==== Excerpted records ====

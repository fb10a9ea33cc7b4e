//! Implementación de `docstore::DocumentStore` sobre el sistema de archivos.
//! Las carpetas son directorios y los documentos archivos JSON; el handle de
//! cada elemento es su ruta relativa a la raíz del almacén. La
//! implementación detallada está en `fs_store.rs`.

mod fs_store;

pub use fs_store::{new_from_env, FsDocumentStore};
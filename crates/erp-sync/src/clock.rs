// Archivo: clock.rs
// Propósito: fuente de tiempo inyectable para sellar `updatedAt`,
// `lastSync` y la fecha de los backups.
use chrono::{DateTime, Utc};
use std::sync::Mutex;

pub trait Clock: Send + Sync {
  fn now(&self) -> DateTime<Utc>;

  /// Fecha del día en formato `YYYY-MM-DD`.
  fn today(&self) -> String {
    self.now().format("%Y-%m-%d").to_string()
  }
}

/// Reloj del sistema.
#[derive(Debug, Default, Clone, Copy)]
pub struct SystemClock;

impl Clock for SystemClock {
  fn now(&self) -> DateTime<Utc> {
    Utc::now()
  }
}

/// Reloj controlado manualmente (pruebas y demos deterministas).
#[derive(Debug)]
pub struct ManualClock {
  now: Mutex<DateTime<Utc>>,
}

impl ManualClock {
  pub fn new(at: DateTime<Utc>) -> Self {
    Self { now: Mutex::new(at) }
  }

  pub fn set(&self, at: DateTime<Utc>) {
    *self.now.lock().unwrap_or_else(|e| e.into_inner()) = at;
  }

  pub fn advance(&self, by: chrono::Duration) {
    let mut now = self.now.lock().unwrap_or_else(|e| e.into_inner());
    *now += by;
  }
}

impl Clock for ManualClock {
  fn now(&self) -> DateTime<Utc> {
    *self.now.lock().unwrap_or_else(|e| e.into_inner())
  }
}
// operations.rs
use crate::finance::LineItem;
use crate::record::{null_as_default, RecordId, RecordMeta};
use serde::{Deserialize, Serialize};
use serde_json::{Map, Value as JsonValue};

#[derive(Debug, Clone, PartialEq, Default, Serialize, Deserialize)]
#[serde(rename_all = "camelCase", default)]
pub struct Proposal {
  #[serde(deserialize_with = "null_as_default")]
  pub id: RecordId,
  #[serde(deserialize_with = "null_as_default")]
  pub number: String,
  pub client_id: Option<RecordId>,
  #[serde(deserialize_with = "null_as_default")]
  pub client_name: String,
  #[serde(deserialize_with = "null_as_default")]
  pub date: String,
  #[serde(deserialize_with = "null_as_default")]
  pub valid_until: String,
  #[serde(deserialize_with = "null_as_default")]
  pub items: Vec<LineItem>,
  #[serde(deserialize_with = "null_as_default")]
  pub total: f64,
  #[serde(deserialize_with = "null_as_default")]
  pub status: String,
  #[serde(flatten)]
  pub meta: RecordMeta,
  #[serde(flatten)]
  pub extra: Map<String, JsonValue>,
}

impl_entity!(Proposal, {
  fn label(&self) -> String {
    format!("proposta {}", self.number)
  }
});

/// Tipo de artículo del catálogo. Determina el prefijo del código
/// (`M` materiales, `S` servicios).
#[derive(Debug, Clone, PartialEq, Eq, Default, Serialize, Deserialize)]
#[serde(from = "String", into = "String")]
pub enum MaterialKind {
  #[default]
  Material,
  Service,
  Other(String),
}

impl MaterialKind {
  pub fn as_str(&self) -> &str {
    match self {
      MaterialKind::Material => "Material",
      MaterialKind::Service => "Serviço",
      MaterialKind::Other(s) => s,
    }
  }

  /// Prefijo de una letra usado en los códigos de catálogo.
  pub fn code_prefix(&self) -> char {
    match self {
      MaterialKind::Material => 'M',
      MaterialKind::Service => 'S',
      MaterialKind::Other(s) => s.chars().find(|c| c.is_alphabetic()).map(|c| c.to_ascii_uppercase()).unwrap_or('X'),
    }
  }
}

impl From<String> for MaterialKind {
  fn from(s: String) -> Self {
    match s.as_str() {
      "Material" => MaterialKind::Material,
      "Serviço" | "Servico" => MaterialKind::Service,
      _ => MaterialKind::Other(s),
    }
  }
}

impl From<&str> for MaterialKind {
  fn from(s: &str) -> Self {
    MaterialKind::from(s.to_string())
  }
}

impl From<MaterialKind> for String {
  fn from(k: MaterialKind) -> Self {
    k.as_str().to_string()
  }
}

/// Artículo del catálogo (material en stock o servicio).
#[derive(Debug, Clone, PartialEq, Default, Serialize, Deserialize)]
#[serde(rename_all = "camelCase", default)]
pub struct Material {
  #[serde(deserialize_with = "null_as_default")]
  pub id: RecordId,
  #[serde(deserialize_with = "null_as_default")]
  pub code: String,
  #[serde(deserialize_with = "null_as_default")]
  pub name: String,
  #[serde(rename = "type")]
  #[serde(deserialize_with = "null_as_default")]
  pub kind: MaterialKind,
  #[serde(deserialize_with = "null_as_default")]
  pub unit: String,
  #[serde(deserialize_with = "null_as_default")]
  pub price: f64,
  #[serde(deserialize_with = "null_as_default")]
  pub cost: f64,
  #[serde(deserialize_with = "null_as_default")]
  pub stock: f64,
  #[serde(deserialize_with = "null_as_default")]
  pub min_stock: f64,
  #[serde(flatten)]
  pub meta: RecordMeta,
  #[serde(flatten)]
  pub extra: Map<String, JsonValue>,
}

impl_entity!(Material, {
  fn label(&self) -> String {
    format!("{} {}", self.code, self.name)
  }
});

#[derive(Debug, Clone, PartialEq, Default, Serialize, Deserialize)]
#[serde(rename_all = "camelCase", default)]
pub struct StockMovement {
  #[serde(deserialize_with = "null_as_default")]
  pub id: RecordId,
  pub material_id: Option<RecordId>,
  #[serde(deserialize_with = "null_as_default")]
  pub date: String,
  /// `entrada` o `saida`.
  #[serde(rename = "type")]
  #[serde(deserialize_with = "null_as_default")]
  pub kind: String,
  #[serde(deserialize_with = "null_as_default")]
  pub quantity: f64,
  #[serde(deserialize_with = "null_as_default")]
  pub reference: String,
  #[serde(flatten)]
  pub meta: RecordMeta,
  #[serde(flatten)]
  pub extra: Map<String, JsonValue>,
}

impl_entity!(StockMovement);

#[derive(Debug, Clone, PartialEq, Default, Serialize, Deserialize)]
#[serde(rename_all = "camelCase", default)]
pub struct Appointment {
  #[serde(deserialize_with = "null_as_default")]
  pub id: RecordId,
  #[serde(deserialize_with = "null_as_default")]
  pub title: String,
  pub client_id: Option<RecordId>,
  pub employee_id: Option<RecordId>,
  #[serde(deserialize_with = "null_as_default")]
  pub start: String,
  #[serde(deserialize_with = "null_as_default")]
  pub end: String,
  #[serde(deserialize_with = "null_as_default")]
  pub notes: String,
  #[serde(flatten)]
  pub meta: RecordMeta,
  #[serde(flatten)]
  pub extra: Map<String, JsonValue>,
}

impl_entity!(Appointment);

/// Documento generado (PDF de factura, contrato, relatorio).
#[derive(Debug, Clone, PartialEq, Default, Serialize, Deserialize)]
#[serde(rename_all = "camelCase", default)]
pub struct Document {
  #[serde(deserialize_with = "null_as_default")]
  pub id: RecordId,
  #[serde(deserialize_with = "null_as_default")]
  pub name: String,
  #[serde(rename = "type")]
  #[serde(deserialize_with = "null_as_default")]
  pub kind: String,
  pub reference_id: Option<RecordId>,
  #[serde(deserialize_with = "null_as_default")]
  pub url: String,
  #[serde(flatten)]
  pub meta: RecordMeta,
  #[serde(flatten)]
  pub extra: Map<String, JsonValue>,
}

impl_entity!(Document);
use crate::partition::Partition;
use docstore::StoreError;
use thiserror::Error;

// Errores del motor de sincronización.
//
// Los errores de bajo nivel del almacén (`StoreError`) nunca llegan tal cual
// a los consumidores: se traducen aquí a arranque, lectura o escritura.
#[derive(Error, Debug)]
pub enum SyncError {
  /// Fallo al descubrir/crear carpetas o archivos durante `init` (incluye
  /// migraciones fallidas). Fatal para la sesión.
  #[error("Error de arranque ({stage}): {message}")]
  Bootstrap { stage: &'static str, message: String },

  /// El documento heredado no se pudo repartir en particiones.
  #[error("Error de migración: {0}")]
  Migration(String),

  /// Lectura fallida durante una resincronización forzada.
  #[error("Error de lectura en {partition}: {source}")]
  Read {
    partition: Partition,
    #[source]
    source: StoreError,
  },

  /// Escritura fallida de una partición.
  #[error("Error de escritura en {partition}: {source}")]
  Write {
    partition: Partition,
    #[source]
    source: StoreError,
  },

  /// Fallo del almacén fuera del arranque y de las escrituras (backups).
  #[error("Error del almacén: {0}")]
  Store(#[from] StoreError),

  /// Se usó un accesor antes de que `init` terminara con éxito.
  #[error("El motor no está inicializado")]
  NotReady,

  /// Errores de validación del dominio (ids duplicados).
  #[error("Error de dominio: {0}")]
  Domain(#[from] erp_domain::DomainError),

  #[error("Error de serialización: {0}")]
  Serialization(#[from] serde_json::Error),

  /// Variables de entorno con valores inválidos.
  #[error("Error de configuración: {0}")]
  Config(String),

  #[error("Estado interno inconsistente: {0}")]
  Poisoned(String),
}

impl SyncError {
  pub(crate) fn bootstrap(stage: &'static str) -> impl FnOnce(StoreError) -> SyncError {
    move |e| SyncError::Bootstrap { stage,
                                    message: e.to_string() }
  }
}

====

**Task goal**
Quote exactly the first line of the data and every line after it through the one holding "pub fn set(&self, at: DateTime<Utc>)".

**Result of this exercise**
repository fb10a9ea33cc7b4e
//! Implementación de `docstore::DocumentStore` sobre el sistema de archivos.
//! Las carpetas son directorios y los documentos archivos JSON; el handle de
//! cada elemento es su ruta relativa a la raíz del almacén. La
//! implementación detallada está en `fs_store.rs`.

mod fs_store;

pub use fs_store::{new_from_env, FsDocumentStore};
filename crates/erp-sync/src/clock.rs
// Archivo: clock.rs
// Propósito: fuente de tiempo inyectable para sellar `updatedAt`,
// `lastSync` y la fecha de los backups.
use chrono::{DateTime, Utc};
use std::sync::Mutex;

pub trait Clock: Send + Sync {
  fn now(&self) -> DateTime<Utc>;

  /// Fecha del día en formato `YYYY-MM-DD`.
  fn today(&self) -> String {
    self.now().format("%Y-%m-%d").to_string()
  }
}

/// Reloj del sistema.
#[derive(Debug, Default, Clone, Copy)]
pub struct SystemClock;

impl Clock for SystemClock {
  fn now(&self) -> DateTime<Utc> {
    Utc::now()
  }
}

/// Reloj controlado manualmente (pruebas y demos deterministas).
#[derive(Debug)]
pub struct ManualClock {
  now: Mutex<DateTime<Utc>>,
}

impl ManualClock {
  pub fn new(at: DateTime<Utc>) -> Self {
    Self { now: Mutex::new(at) }
  }

  pub fn set(&self, at: DateTime<Utc>) {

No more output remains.